*** Opening Data provided ***

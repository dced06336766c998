use chrono::NaiveTime;

use crate::domain::schedule::occupancy::Occupancy;
use crate::domain::schedule::slot::SlotStatus;
use crate::error::{Error, Result};

/// Pairs every slot of `grid` with its booked load and the facility capacity.
///
/// Slots keep the order of the input grid. Fails with `InvalidCapacity` when
/// `room_count <= 0`, before any slot is looked at.
pub fn slot_statuses<G>(grid: G, occupancy: &Occupancy, room_count: i64) -> Result<Vec<SlotStatus>>
where
    G: IntoIterator<Item = NaiveTime>,
{
    if room_count <= 0 {
        return Err(Error::InvalidCapacity(room_count));
    }

    let statuses = grid.into_iter().map(|time_of_day| SlotStatus::new(time_of_day, occupancy.get(time_of_day), room_count)).collect();

    Ok(statuses)
}

/// Returns the slots of `grid` that still have at least one free room.
///
/// A slot is available iff its occupancy is strictly below `room_count`; slots
/// missing from `occupancy` are free. Only the number of hearings per slot
/// matters, not which room they use. The result is a snapshot: nothing is
/// reserved, and two callers can both see the same slot as available.
pub fn available_slots<G>(grid: G, occupancy: &Occupancy, room_count: i64) -> Result<Vec<NaiveTime>>
where
    G: IntoIterator<Item = NaiveTime>,
{
    let available = slot_statuses(grid, occupancy, room_count)?
        .into_iter()
        .filter(SlotStatus::is_available)
        .map(|status| status.time_of_day)
        .collect();

    Ok(available)
}
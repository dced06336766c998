use chrono::{NaiveDate, NaiveTime};

use crate::domain::booking::Booking;
use crate::domain::capacity::capacity_report::{CapacityReport, analyze_capacity};
use crate::domain::capacity::utilization::{UtilizationReport, analyze_utilization};
use crate::domain::providers::{BookingSnapshotProvider, FacilityProvider};
use crate::domain::schedule::availability::slot_statuses;
use crate::domain::schedule::occupancy::Occupancy;
use crate::domain::schedule::operating_window::OperatingWindow;
use crate::domain::schedule::slot::SlotStatus;
use crate::domain::utils::id::FacilityId;
use crate::error::Result;

pub const ANALYTICS_TARGET: &str = "analytics";

/// Runs the data-fetch step through the providers, then the pure scheduling
/// functions on the fetched snapshot.
///
/// The service keeps no state between calls. Every call reads the providers
/// anew, so results are only as fresh as the providers make them.
pub struct SchedulingService<'a> {
    facilities: &'a dyn FacilityProvider,
    bookings: &'a dyn BookingSnapshotProvider,
    window: OperatingWindow,
}

impl<'a> SchedulingService<'a> {
    pub fn new(facilities: &'a dyn FacilityProvider, bookings: &'a dyn BookingSnapshotProvider, window: OperatingWindow) -> Self {
        SchedulingService { facilities, bookings, window }
    }

    pub fn window(&self) -> &OperatingWindow {
        &self.window
    }

    pub fn room_count(&self, facility_id: &FacilityId) -> Result<i64> {
        self.facilities.room_count(facility_id)
    }

    fn occupancy(&self, facility_id: &FacilityId, date: NaiveDate) -> Result<Occupancy> {
        let occupancy: Occupancy = self.bookings.booked_times(facility_id, date)?.into_iter().collect();

        let off_grid = occupancy.off_grid_times(&self.window.grid());
        if !off_grid.is_empty() {
            log::warn!(
                "Facility '{}' has bookings on {} outside the {} minute slot grid: {:?}. They do not reduce availability.",
                facility_id,
                date,
                self.window.interval_minutes(),
                off_grid
            );
        }

        Ok(occupancy)
    }

    /// Per-slot load of `facility_id` on `date`.
    pub fn slot_statuses(&self, facility_id: &FacilityId, date: NaiveDate) -> Result<Vec<SlotStatus>> {
        let room_count = self.facilities.room_count(facility_id)?;
        let occupancy = self.occupancy(facility_id, date)?;

        slot_statuses(self.window.grid(), &occupancy, room_count)
    }

    /// Slots of `date` in which `facility_id` still has a free room.
    pub fn available_slots(&self, facility_id: &FacilityId, date: NaiveDate) -> Result<Vec<NaiveTime>> {
        let statuses = self.slot_statuses(facility_id, date)?;
        let available: Vec<NaiveTime> = statuses.iter().filter(|status| status.is_available()).map(|status| status.time_of_day).collect();

        tracing::info!(
            target: ANALYTICS_TARGET,
            Facility = %facility_id,
            Date = %date,
            GridSlots = statuses.len(),
            AvailableSlots = available.len(),
            "Availability computed"
        );

        Ok(available)
    }

    /// Theoretical capacity of every provided facility between both dates, inclusive.
    pub fn capacity_report(&self, start_date: NaiveDate, end_date: NaiveDate) -> Result<CapacityReport> {
        let facilities = self.facilities.facilities()?;
        let report = analyze_capacity(start_date, end_date, &self.window, &facilities)?;

        tracing::info!(
            target: ANALYTICS_TARGET,
            StartDate = %report.start_date,
            EndDate = %report.end_date,
            Days = report.days,
            SlotsPerDay = report.slots_per_day,
            Facilities = report.facilities.len(),
            TotalCapacity = report.total_capacity,
            "Capacity analysed"
        );

        Ok(report)
    }

    /// Fetches the bookings of every facility in `report` for each day of its
    /// range and measures them against the report's capacity.
    pub fn utilization_report(&self, report: &CapacityReport) -> Result<UtilizationReport> {
        let range = report.range()?;
        let mut bookings: Vec<Booking> = Vec::new();

        for facility in &report.facilities {
            for date in range.iter() {
                let booked_times = self.bookings.booked_times(&facility.facility_id, date)?;
                bookings.extend(booked_times.into_iter().map(|time_of_day| Booking::new(facility.facility_id.clone(), date, time_of_day)));
            }
        }

        let utilization = analyze_utilization(report, &self.window, &bookings)?;

        tracing::info!(
            target: ANALYTICS_TARGET,
            StartDate = %report.start_date,
            EndDate = %report.end_date,
            PossibleCapacity = utilization.possible_capacity,
            Booked = utilization.booked,
            Overbooked = utilization.overbooked,
            Utilization = utilization.utilization,
            "Utilization analysed"
        );

        Ok(utilization)
    }
}

#[cfg(test)]
mod tests {
    use super::*;
    use crate::domain::facility::{Facilities, Facility};
    use crate::domain::snapshot::SchedulingSnapshot;
    use crate::error::Error;

    fn t(h: u32, m: u32) -> NaiveTime {
        NaiveTime::from_hms_opt(h, m, 0).unwrap()
    }

    fn date(d: u32) -> NaiveDate {
        NaiveDate::from_ymd_opt(2024, 3, d).unwrap()
    }

    fn snapshot() -> SchedulingSnapshot {
        let mut facilities = Facilities::new();
        facilities.insert(Facility::new(FacilityId::new("up-01"), "Unit 1", 2).unwrap()).unwrap();
        facilities.insert(Facility::new(FacilityId::new("up-02"), "Unit 2", 1).unwrap()).unwrap();

        let unit_1 = FacilityId::new("up-01");
        let bookings = vec![
            Booking::new(unit_1.clone(), date(10), t(9, 0)),
            Booking::new(unit_1.clone(), date(10), t(9, 0)),
            Booking::new(unit_1.clone(), date(10), t(9, 15)),
            Booking::new(FacilityId::new("up-02"), date(10), t(9, 30)),
        ];

        let window = OperatingWindow::new(t(9, 0), t(10, 0), 15).unwrap();
        SchedulingSnapshot::new(window, facilities, bookings)
    }

    #[test]
    fn available_slots_use_fetched_bookings() {
        let snapshot = snapshot();
        let service = SchedulingService::new(&snapshot, &snapshot, snapshot.operating_window);

        let available = service.available_slots(&FacilityId::new("up-01"), date(10)).unwrap();

        assert_eq!(available, vec![t(9, 15), t(9, 30), t(9, 45)]);
    }

    #[test]
    fn other_dates_are_unaffected() {
        let snapshot = snapshot();
        let service = SchedulingService::new(&snapshot, &snapshot, snapshot.operating_window);

        let available = service.available_slots(&FacilityId::new("up-01"), date(11)).unwrap();

        assert_eq!(available.len(), 4);
    }

    #[test]
    fn unknown_facility_is_reported() {
        let snapshot = snapshot();
        let service = SchedulingService::new(&snapshot, &snapshot, snapshot.operating_window);

        let result = service.available_slots(&FacilityId::new("up-99"), date(10));

        assert!(matches!(result, Err(Error::UnknownFacility(id)) if id == "up-99"));
    }

    #[test]
    fn capacity_and_utilization_over_range() {
        let snapshot = snapshot();
        let service = SchedulingService::new(&snapshot, &snapshot, snapshot.operating_window);

        let report = service.capacity_report(date(10), date(11)).unwrap();
        assert_eq!(report.total_capacity, (2 + 1) * 4 * 2);

        let utilization = service.utilization_report(&report).unwrap();
        assert_eq!(utilization.booked, 4);
        assert_eq!(utilization.overbooked, 0);
        assert_eq!(utilization.free, 24 - 4);
    }
}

*** Closing Data provided ***

### What you will do
In the listing above, find the line with "NaiveDate, end_date: NaiveDate)" and the line with "let mut facilities", then print exactly those two lines and every line between them, and nothing more.

### Expected output
    pub fn capacity_report(&self, start_date: NaiveDate, end_date: NaiveDate) -> Result<CapacityReport> {
        let facilities = self.facilities.facilities()?;
        let report = analyze_capacity(start_date, end_date, &self.window, &facilities)?;

        tracing::info!(
            target: ANALYTICS_TARGET,
            StartDate = %report.start_date,
            EndDate = %report.end_date,
            Days = report.days,
            SlotsPerDay = report.slots_per_day,
            Facilities = report.facilities.len(),
            TotalCapacity = report.total_capacity,
            "Capacity analysed"
        );

        Ok(report)
    }

    /// Fetches the bookings of every facility in `report` for each day of its
    /// range and measures them against the report's capacity.
    pub fn utilization_report(&self, report: &CapacityReport) -> Result<UtilizationReport> {
        let range = report.range()?;
        let mut bookings: Vec<Booking> = Vec::new();

        for facility in &report.facilities {
            for date in range.iter() {
                let booked_times = self.bookings.booked_times(&facility.facility_id, date)?;
                bookings.extend(booked_times.into_iter().map(|time_of_day| Booking::new(facility.facility_id.clone(), date, time_of_day)));
            }
        }

        let utilization = analyze_utilization(report, &self.window, &bookings)?;

        tracing::info!(
            target: ANALYTICS_TARGET,
            StartDate = %report.start_date,
            EndDate = %report.end_date,
            PossibleCapacity = utilization.possible_capacity,
            Booked = utilization.booked,
            Overbooked = utilization.overbooked,
            Utilization = utilization.utilization,
            "Utilization analysed"
        );

        Ok(utilization)
    }
}

#[cfg(test)]
mod tests {
    use super::*;
    use crate::domain::facility::{Facilities, Facility};
    use crate::domain::snapshot::SchedulingSnapshot;
    use crate::error::Error;

    fn t(h: u32, m: u32) -> NaiveTime {
        NaiveTime::from_hms_opt(h, m, 0).unwrap()
    }

    fn date(d: u32) -> NaiveDate {
        NaiveDate::from_ymd_opt(2024, 3, d).unwrap()
    }

    fn snapshot() -> SchedulingSnapshot {
        let mut facilities = Facilities::new();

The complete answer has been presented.